Si à longueur de colonnes, certains confrères se sont employés à démontrer que le projet de loi organique du patronat était une manière de mettre la pression sur le gouvernement, il en est tout autrement pour le patron de la FDT qui a confié : «La loi fondamentale s’impose à tout le monde, y compris le gouvernement, tenu de soumettre le projet de loi organique précité à l’approbation du Parlement dans les délais impartis». Celui-ci, a, par ailleurs, fait remarquer que le texte de la CGEM est fortement inspiré de celui proposé par l’ancien ministre du Travail, Jamal Rhmani. Au-delà de cette remarque, une partie du monde syndical reproche au patronat son attitude cavalière. D’ailleurs, dans l’optique de faire converger les points de vue, Abdelhamid Fatihi a concédé : «Il était plus judicieux que la CGEM se concerte avec les syndicats avant d’échafauder sa proposition de loi organique». Du reste, la véritable question à se poser à ce niveau est de savoir si cette concertation aurait servi à quelque chose, car, jusque-là, les syndicats n’ont pas encore réussi à forger un consensus autour d’une mouture afférente au droit de grève. Compte tenu de ce qui précède, il n’est pas exagéré d’affirmer qu’en dépit de l’opinion qu’on peut se faire du patronat, le mérite de la CGEM concernant le doit de grève a été son positionnement en tant que véritable force de proposition. Rappelons que le texte élaboré par les hommes de Miriem Bensalah-Chaqroun vise à clarifier les principes du droit de grève et la liberté du travail, tout en garantissant la sécurité des établissements et leurs biens. De plus, le projet de loi organique met l’accent sur le service minimum dans les secteurs vitaux. Dans le même temps, il accorde une place de choix aux droits et obligations des différentes parties prenantes. En définitive, espérons que l’initiative de la CGEM provoque un déclic chez le gouvernement et une forte émulation auprès des syndicats divisés sur le sujet pressant du droit de grève.

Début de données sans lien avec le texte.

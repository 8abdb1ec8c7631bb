//! Configuration validation.
//!
//! # Responsibilities
//! - Semantic validation (serde and clap handle syntactic)
//! - Validate value ranges (timeout > 0)
//!
//! # Design Decisions
//! - Returns all validation errors, not just first
//! - Validation is a pure function: Config → Result<(), Vec<ValidationError>>

use thiserror::Error;

use crate::config::loader::Config;

/// A single semantic problem with a resolved configuration.
#[derive(Debug, Clone, PartialEq, Eq, Error)]
pub enum ValidationError {
    #[error("timeout must be greater than zero")]
    ZeroTimeout,
}

/// Check a resolved configuration.
pub fn validate_config(config: &Config) -> Result<(), Vec<ValidationError>> {
    let mut errors = Vec::new();

    if config.timeout.is_zero() {
        errors.push(ValidationError::ZeroTimeout);
    }

    if errors.is_empty() {
        Ok(())
    } else {
        Err(errors)
    }
}
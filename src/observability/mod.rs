//! Observability subsystem.
//!
//! # Data Flow
//! ```text
//! Server, listener, connection handlers
//!     → injected Dispatch (logging.rs)
//!     → stderr, JSON or text
//! ```
//!
//! # Design Decisions
//! - Structured logging (JSON) for machine parsing
//! - Connection ID flows through every per-connection log line

pub mod logging;
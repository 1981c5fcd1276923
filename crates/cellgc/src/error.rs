//! Error Module - Runtime Error Types
//!
//! Defines all error types surfaced by the runtime. Every kind is terminal:
//! the runtime performs no local recovery, and a collection that reclaims
//! nothing is not an error (allocation reports `OutOfMemory` afterwards only
//! if storage is still insufficient).

use thiserror::Error;

/// Main error type for all runtime operations
#[derive(Debug, Error)]
pub enum GcError {
    #[error("root stack overflow: capacity is {capacity} slots")]
    StackOverflow { capacity: usize },

    #[error("root stack underflow: pop from an empty stack")]
    StackUnderflow,

    #[error("out of memory: requested {requested} bytes, available {available} bytes")]
    OutOfMemory { requested: usize, available: usize },

    #[error("allocation failed: system allocator refused {requested} bytes: {reason}")]
    AllocationFailed { requested: usize, reason: String },

    #[error("configuration error: {0}")]
    Configuration(String),
}

impl GcError {
    /// Check if this error indicates heap exhaustion rather than misuse
    pub fn is_exhaustion(&self) -> bool {
        matches!(
            self,
            GcError::OutOfMemory { .. } | GcError::AllocationFailed { .. }
        )
    }
}

/// Result type alias for runtime operations
pub type Result<T> = std::result::Result<T, GcError>;
//! Runtime - Mutator Surface over Heap, Roots, and Collector
//!
//! A `Runtime` owns one heap, one root stack, and the statistics for the
//! collections that ran over them. The mutator builds graphs through the
//! stack: `push_int` boxes an integer, `push_pair` links the two top values
//! into a fresh pair, and `set_head`/`set_tail` rewire existing pairs (which
//! is how cyclic graphs are made).
//!
//! Allocation triggers a collection when the heap is exhausted and retries
//! once; only if the retry still finds no room does it report `OutOfMemory`.
//! Dropping the runtime releases the heap region and then the instance.

use std::collections::HashMap;
use std::fmt::Write as _;

use indexmap::IndexMap;

use crate::collector::{Collector, GcReason};
use crate::config::GcConfig;
use crate::error::{GcError, Result};
use crate::heap::Heap;
use crate::logging::{self, GcEvent};
use crate::object::{Cell, CellKind, CELL_SIZE, FORWARDING_NONE};
use crate::roots::RootStack;
use crate::stats::{GcStats, GcTimer};
use crate::util;

/// A single-threaded cell runtime with a compacting collector
pub struct Runtime {
    // Field order is drop order: the heap region goes first.
    heap: Heap,
    roots: RootStack,
    config: GcConfig,
    stats: GcStats,
    cycles: u64,
}

impl Runtime {
    /// Create a runtime with the given configuration
    ///
    /// The heap starts empty at the configuration's initial capacity; the
    /// root stack starts empty.
    pub fn new(config: GcConfig) -> Result<Self> {
        config
            .validate()
            .map_err(|e| GcError::Configuration(e.to_string()))?;

        let heap = Heap::new(config.initial_capacity())?;
        let roots = RootStack::new(config.stack_max);

        Ok(Self {
            heap,
            roots,
            config,
            stats: GcStats::new(),
            cycles: 0,
        })
    }

    /// Box `value` as an integer cell and push it onto the root stack
    pub fn push_int(&mut self, value: i64) -> Result<usize> {
        let addr = self.allocate(CellKind::Int(value))?;
        self.roots.push(addr)?;
        Ok(addr)
    }

    /// Pop tail then head off the root stack, link them into a fresh pair,
    /// and push the pair.
    ///
    /// The pair is allocated *before* the pops. That order is a correctness
    /// contract, not a style choice: if the allocation triggers a
    /// collection, both children are still on the root stack and survive it.
    pub fn push_pair(&mut self) -> Result<usize> {
        // Placeholder fields; overwritten below before any collection can run.
        let pair = self.allocate(CellKind::Pair { head: 0, tail: 0 })?;
        let tail = self.roots.pop()?;
        let head = self.roots.pop()?;
        unsafe {
            Cell::write(pair, Cell::new_pair(head, tail));
        }
        self.roots.push(pair)?;
        Ok(pair)
    }

    /// Remove and return the top of the root stack
    pub fn pop(&mut self) -> Result<usize> {
        self.roots.pop()
    }

    /// Top of the root stack without removing it
    pub fn peek(&self) -> Option<usize> {
        self.roots.peek()
    }

    /// Force a collection, requesting `additional_bytes` of headroom for
    /// the next allocation
    pub fn gc(&mut self, additional_bytes: usize) -> Result<()> {
        self.collect(additional_bytes, GcReason::Explicit)
    }

    /// Number of allocated cells (`live_bytes / CELL_SIZE`).
    ///
    /// Immediately after a collection this is the survivor count; between
    /// collections it also counts garbage not yet reclaimed.
    pub fn live_count(&self) -> usize {
        self.heap.live_bytes() / CELL_SIZE
    }

    /// Bytes between the heap base and the frontier
    pub fn live_bytes(&self) -> usize {
        self.heap.live_bytes()
    }

    /// Current heap capacity in bytes
    pub fn heap_capacity(&self) -> usize {
        self.heap.capacity()
    }

    /// Whether `addr` falls inside the current heap region
    pub fn contains(&self, addr: usize) -> bool {
        self.heap.contains(addr)
    }

    /// The root stack, for inspection
    pub fn stack(&self) -> &RootStack {
        &self.roots
    }

    /// Collections run so far
    pub fn cycle_count(&self) -> u64 {
        self.cycles
    }

    /// Collection statistics
    pub fn stats(&self) -> &GcStats {
        &self.stats
    }

    /// Integer payload of the cell at `addr`, if it is an integer
    pub fn int_value(&self, addr: usize) -> Option<i64> {
        self.check_cell(addr);
        match unsafe { Cell::read(addr) }.kind {
            CellKind::Int(v) => Some(v),
            CellKind::Pair { .. } => None,
        }
    }

    /// Head and tail of the cell at `addr`, if it is a pair
    pub fn pair_fields(&self, addr: usize) -> Option<(usize, usize)> {
        self.check_cell(addr);
        match unsafe { Cell::read(addr) }.kind {
            CellKind::Int(_) => None,
            CellKind::Pair { head, tail } => Some((head, tail)),
        }
    }

    /// Point `pair`'s head at `value`
    ///
    /// Panics if `pair` is not a pair cell; rewiring is how the mutator
    /// builds shared and cyclic structure.
    pub fn set_head(&mut self, pair: usize, value: usize) {
        self.set_pair_field(pair, value, true);
    }

    /// Point `pair`'s tail at `value`
    pub fn set_tail(&mut self, pair: usize, value: usize) {
        self.set_pair_field(pair, value, false);
    }

    fn set_pair_field(&mut self, pair: usize, value: usize, head_side: bool) {
        self.check_cell(pair);
        self.check_cell(value);

        let cell = unsafe { Cell::read(pair) };
        let (head, tail) = match cell.kind {
            CellKind::Pair { head, tail } => (head, tail),
            CellKind::Int(_) => panic!("cell at {} is not a pair", util::format_address(pair)),
        };
        let kind = if head_side {
            CellKind::Pair { head: value, tail }
        } else {
            CellKind::Pair { head, tail: value }
        };
        unsafe {
            Cell::write(
                pair,
                Cell {
                    forwarding: cell.forwarding,
                    kind,
                },
            );
        }
    }

    /// Render the value rooted at `addr` as text.
    ///
    /// Integers print as themselves, pairs as `(head . tail)`, and a pair
    /// seen before prints as `#n` where `n` is its first-visit index. The
    /// rendering depends only on graph shape, never on addresses, so it is
    /// stable across collections and heap moves.
    pub fn format_value(&self, addr: usize) -> String {
        let mut seen = HashMap::new();
        let mut out = String::new();
        self.format_cell(addr, &mut seen, &mut out);
        out
    }

    /// Render every root, bottom of the stack first, one value per line.
    ///
    /// Structure shared between roots keeps its back-reference labels, so
    /// the output captures sharing as well as shape.
    pub fn format_roots(&self) -> String {
        let mut seen = HashMap::new();
        let mut out = String::new();
        for (i, addr) in self.roots.iter().enumerate() {
            if i > 0 {
                out.push('\n');
            }
            self.format_cell(addr, &mut seen, &mut out);
        }
        out
    }

    fn format_cell(&self, addr: usize, seen: &mut HashMap<usize, usize>, out: &mut String) {
        self.check_cell(addr);
        match unsafe { Cell::read(addr) }.kind {
            CellKind::Int(v) => {
                let _ = write!(out, "{}", v);
            }
            CellKind::Pair { head, tail } => {
                if let Some(&label) = seen.get(&addr) {
                    let _ = write!(out, "#{}", label);
                    return;
                }
                seen.insert(addr, seen.len());
                out.push('(');
                self.format_cell(head, seen, out);
                out.push_str(" . ");
                self.format_cell(tail, seen, out);
                out.push(')');
            }
        }
    }

    /// Detailed diagnostic information
    pub fn diagnostics(&self) -> IndexMap<String, String> {
        let mut diagnostics = IndexMap::new();

        diagnostics.insert(
            "variant".to_string(),
            format!("{:?}", self.config.variant),
        );
        diagnostics.insert("cycles".to_string(), self.cycles.to_string());
        diagnostics.insert(
            "heap_base".to_string(),
            util::format_address(self.heap.base()),
        );
        diagnostics.insert(
            "heap_capacity".to_string(),
            self.heap.capacity().to_string(),
        );
        diagnostics.insert("live_bytes".to_string(), self.live_bytes().to_string());
        diagnostics.insert("live_count".to_string(), self.live_count().to_string());
        diagnostics.insert("stack_len".to_string(), self.roots.len().to_string());
        diagnostics.insert(
            "stack_capacity".to_string(),
            self.roots.capacity().to_string(),
        );

        diagnostics
    }

    /// Allocate one cell, collecting and retrying on exhaustion
    fn allocate(&mut self, kind: CellKind) -> Result<usize> {
        if let Some(addr) = self.heap.allocate_cell() {
            unsafe {
                Cell::write(
                    addr,
                    Cell {
                        forwarding: FORWARDING_NONE,
                        kind,
                    },
                );
            }
            return Ok(addr);
        }

        self.collect(CELL_SIZE, GcReason::Exhausted)?;

        match self.heap.allocate_cell() {
            Some(addr) => {
                unsafe {
                    Cell::write(
                        addr,
                        Cell {
                            forwarding: FORWARDING_NONE,
                            kind,
                        },
                    );
                }
                Ok(addr)
            }
            None => {
                let available = self.heap.free_bytes();
                logging::log_event(GcEvent::AllocationFailure {
                    requested: CELL_SIZE,
                    available,
                });
                Err(GcError::OutOfMemory {
                    requested: CELL_SIZE,
                    available,
                })
            }
        }
    }

    fn collect(&mut self, additional_bytes: usize, reason: GcReason) -> Result<()> {
        let timer = GcTimer::new();
        let outcome = Collector::new(&mut self.heap, &mut self.roots, &self.config, self.cycles)
            .run(additional_bytes, reason)?;
        self.cycles += 1;

        if self.config.stats_enabled {
            self.stats.record_collection(
                reason == GcReason::Explicit,
                timer.elapsed(),
                outcome.reclaimed_bytes,
                outcome.live_bytes,
            );
        }

        Ok(())
    }

    fn check_cell(&self, addr: usize) {
        assert!(
            self.heap.contains(addr),
            "address {} is outside the heap",
            util::format_address(addr)
        );
        debug_assert_eq!((addr - self.heap.base()) % CELL_SIZE, 0);
    }
}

Consacré depuis la Constitution de 1962
Le droit de grève a été inscrit dans toutes les Constitutions marocaines, y compris dans la première, celle de 1962. Aussi paradoxal soit-il, depuis cette date, aucun texte juridique qui définit ce droit fondamental n’a vu le jour. Tous les gouvernements qui se sont succédé se sont abstenus de créer un cadre juridique clair régissant l’exercice et la protection du droit de grève et la liberté du travail. Il faut signaler que le Maroc n’a pas encore ratifié la convention 87 sur la liberté syndicale de l’Organisation internationale du travail (OIT), créée en 1919. L’autre fait qui interpelle une partie du monde syndical est que des lois organiques essentielles pour la consolidation de la démocratie n’ont pas encore été adoptées. A titre d’exemple, bien entendu, outre celle portant sur le droit de grève, il y a lieu de citer la loi organique relative à la parité et celle afférente au Conseil supérieur des langues.